Defendant Apple, Inc. is a corporation organized and existing under the laws of
the California with a principal place of business at 1 Infinite Loop, Cupertino, California 95014.
JURISDICTION AND VENUE
5.
This Court has subject matter jurisdiction under 28 U.S.C. §§ 1331 and 1338(a)
because this lawsuit is a civil action for patent infringement arising under the patent laws of the
United States, 35 U.S.C. § 101 et seq.
6.
This Court has personal jurisdiction over Apple because Apple offers for sale and
has sold its products to persons in this District, operates retail stores in this District, conducts
business in this District, and has a registered agent for the purposes of accepting service of
process in this District. Apple admitted in its answer in Motorola-Apple I that it is subject to
personal jurisdiction in this District.
7.
Venue is proper in this District under 28 U.S.C. §§ 1391(b)-(c) and 1400(b)
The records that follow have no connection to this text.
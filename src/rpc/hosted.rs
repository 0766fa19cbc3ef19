// Copyright 2025 The Rustux Authors
//
// Use of this source code is governed by a MIT-style
// license that can be found in the LICENSE file or at
// https://opensource.org/licenses/MIT

//! IPC port backed by the in-crate kernel
//!
//! A [`HostedPort`] binds a host execution context to one kernel thread.
//! Every operation is a kernel call on the shared [`Kernel`]; blocking
//! operations release the kernel lock and poll the thread state until the
//! kernel makes the thread runnable again.
//!
//! Capabilities hold a reference to the kernel for releasing their
//! selectors. Never drop one while holding the kernel lock.

use alloc::sync::Arc;

use x86_64::VirtAddr;

use crate::kernel::{CpuId, IpcStatus, Kernel, KernelError, PdId, ReplyCap};
use crate::object::{Capability, ReleasePolicy, Selector, SelectorRelease};
use crate::sched::{StartKind, ThreadParams, ThreadRef, ThreadState};

use super::msgbuf::{ExceptionCode, MsgBuf};
use super::port::{Incoming, IpcPort};
use super::IpcError;

/// Kernel shared between all ports
pub type SharedKernel = Arc<spin::Mutex<Kernel>>;

/// Entry address recorded for hosted threads, which never run kernel-side code
const HOSTED_ENTRY: u64 = 0x1000;

/// Capability space of one protection domain
struct CapSpace {
    kernel: SharedKernel,
    pd: PdId,
}

impl SelectorRelease for CapSpace {
    fn release(&self, selector: Selector) {
        if let Err(err) = self.kernel.lock().delete_cap(self.pd, selector) {
            log::warn!("{}: releasing {} failed: {}", self.pd, selector, err);
        }
    }
}

/// IPC port of one kernel thread
pub struct HostedPort {
    kernel: SharedKernel,
    thread: ThreadRef,
    space: Arc<CapSpace>,
    policy: ReleasePolicy,
}

impl HostedPort {
    /// Bind to the existing kernel thread `thread`
    pub fn new(kernel: SharedKernel, thread: ThreadRef) -> Self {
        let space = Arc::new(CapSpace {
            kernel: kernel.clone(),
            pd: thread.pd,
        });
        Self {
            kernel,
            thread,
            space,
            policy: ReleasePolicy::Immediate,
        }
    }

    /// Create and start a kernel thread in `pd` on `cpu` and bind to it
    pub fn spawn(kernel: &SharedKernel, pd: PdId, params: ThreadParams, cpu: CpuId) -> Result<Self, IpcError> {
        let thread = {
            let mut k = kernel.lock();
            let thread = k.new_thread(pd, params)?;
            let entry = VirtAddr::new(HOSTED_ENTRY);
            k.start_thread(thread, entry, entry, cpu, StartKind::Thread)?;
            thread
        };
        Ok(Self::new(kernel.clone(), thread))
    }

    /// Selector reclamation of capabilities allocated from now on
    pub fn with_policy(mut self, policy: ReleasePolicy) -> Self {
        self.policy = policy;
        self
    }

    pub fn thread(&self) -> ThreadRef {
        self.thread
    }

    pub fn kernel(&self) -> &SharedKernel {
        &self.kernel
    }

    /// Copy `cap` into the domain of `to`
    pub fn delegate(&self, cap: &Capability, to: &HostedPort) -> Result<Capability, IpcError> {
        if !cap.valid() {
            return Err(IpcError::InvalidCapability);
        }
        let selector = self
            .kernel
            .lock()
            .copy_cap(self.thread.pd, cap.selector(), to.thread.pd)
            .map_err(|_| IpcError::InvalidCapability)?;
        Ok(Capability::new(cap.badge(), selector, to.space.clone(), to.policy))
    }

    /// Poll until the kernel lets the thread run again
    fn wait(&self) -> Result<(), IpcError> {
        loop {
            {
                let k = self.kernel.lock();
                match k.thread_state(self.thread)? {
                    ThreadState::Runnable => {
                        return match k.utcb(self.thread)?.status() {
                            IpcStatus::Canceled => Err(IpcError::BlockingCanceled),
                            IpcStatus::Failed => Err(IpcError::CallFailed),
                            _ => Ok(()),
                        };
                    }
                    state if !state.is_blocked() => {
                        return Err(IpcError::Kernel(KernelError::InvalidState(state)));
                    }
                    _ => {}
                }
            }
            core::hint::spin_loop();
        }
    }
}

impl IpcPort for HostedPort {
    fn reply_wait(&self, reply: Option<&MsgBuf>) -> Result<Incoming, IpcError> {
        {
            let mut k = self.kernel.lock();
            match reply {
                Some(msg) => {
                    k.write_utcb(self.thread, &msg.encode())?;
                    k.send_reply(self.thread, true)?;
                }
                None => {
                    k.await_request(self.thread)?;
                }
            }
        }

        loop {
            self.wait()?;

            let mut k = self.kernel.lock();
            let thread = k.thread(self.thread)?;
            let reply_cap = thread
                .ipc()
                .caller()
                .ok_or(IpcError::Kernel(KernelError::InvalidState(thread.state())))?;
            let badge = thread.utcb().badge();
            let decoded = MsgBuf::decode(thread.utcb().data());
            match decoded {
                Ok(msg) => return Ok(Incoming { badge, reply_cap, msg }),
                Err(err) => {
                    log::warn!("{}: request through {} rejected: {}", self.thread, badge, err);
                    let mut rejection = MsgBuf::new();
                    rejection.set_exception(ExceptionCode::INVALID_OBJECT);
                    k.write_utcb(self.thread, &rejection.encode())?;
                    k.send_reply(self.thread, true)?;
                }
            }
        }
    }

    fn reply(&self, dst: ReplyCap, msg: &MsgBuf) -> Result<bool, IpcError> {
        let mut k = self.kernel.lock();
        k.write_utcb(self.thread, &msg.encode())?;
        Ok(k.reply_to(self.thread, dst)?)
    }

    fn call(&self, dst: &Capability, msg: &MsgBuf) -> Result<MsgBuf, IpcError> {
        if !dst.valid() {
            return Err(IpcError::InvalidCapability);
        }
        let mut request = msg.clone();
        if !request.local_name().is_valid() {
            request.set_local_name(dst.badge());
        }

        {
            let mut k = self.kernel.lock();
            k.write_utcb(self.thread, &request.encode())?;
            match k.send_request(self.thread, dst.selector()) {
                Ok(()) => {}
                Err(KernelError::InvalidCapability(_)) => return Err(IpcError::InvalidCapability),
                Err(KernelError::InvalidState(state)) if state.is_dead() => return Err(IpcError::CallFailed),
                Err(err) => return Err(err.into()),
            }
        }
        self.wait()?;

        let k = self.kernel.lock();
        MsgBuf::decode(k.utcb(self.thread)?.data())
    }

    fn cancel_blocking(&self) -> Result<bool, IpcError> {
        Ok(self.kernel.lock().cancel_blocking(self.thread)?)
    }

    fn alloc_rpc_cap(&self) -> Result<Capability, IpcError> {
        let (selector, badge) = self.kernel.lock().new_rpc_cap(self.thread.pd, self.thread)?;
        Ok(Capability::new(badge, selector, self.space.clone(), self.policy))
    }

    fn max_message_len(&self) -> usize {
        self.kernel.lock().utcb(self.thread).map_or(0, |utcb| utcb.capacity())
    }
}
// Copyright 2025 The Rustux Authors
//
// Use of this source code is governed by a MIT-style
// license that can be found in the LICENSE file or at
// https://opensource.org/licenses/MIT

//! Integration Tests
//!
//! Scenarios spanning several subsystems: the kernel booted on mock
//! hardware, and RPC entrypoints served by host threads on top of it.

mod rpc_tests;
because Apple resides in this District and because a substantial part of the events or omissions
giving rise to this claim occurred in this District. Apple admitted in its answer in MotorolaApple I that venue is proper in this District.
COUNT I: INFRINGEMENT OF U.S. PATENT NO. 5,710,987
8.
Motorola Mobility incorporates by reference paragraphs 1-7.
2
9.
The ‘987 patent, entitled “Receiver Having Concealed External Antenna,”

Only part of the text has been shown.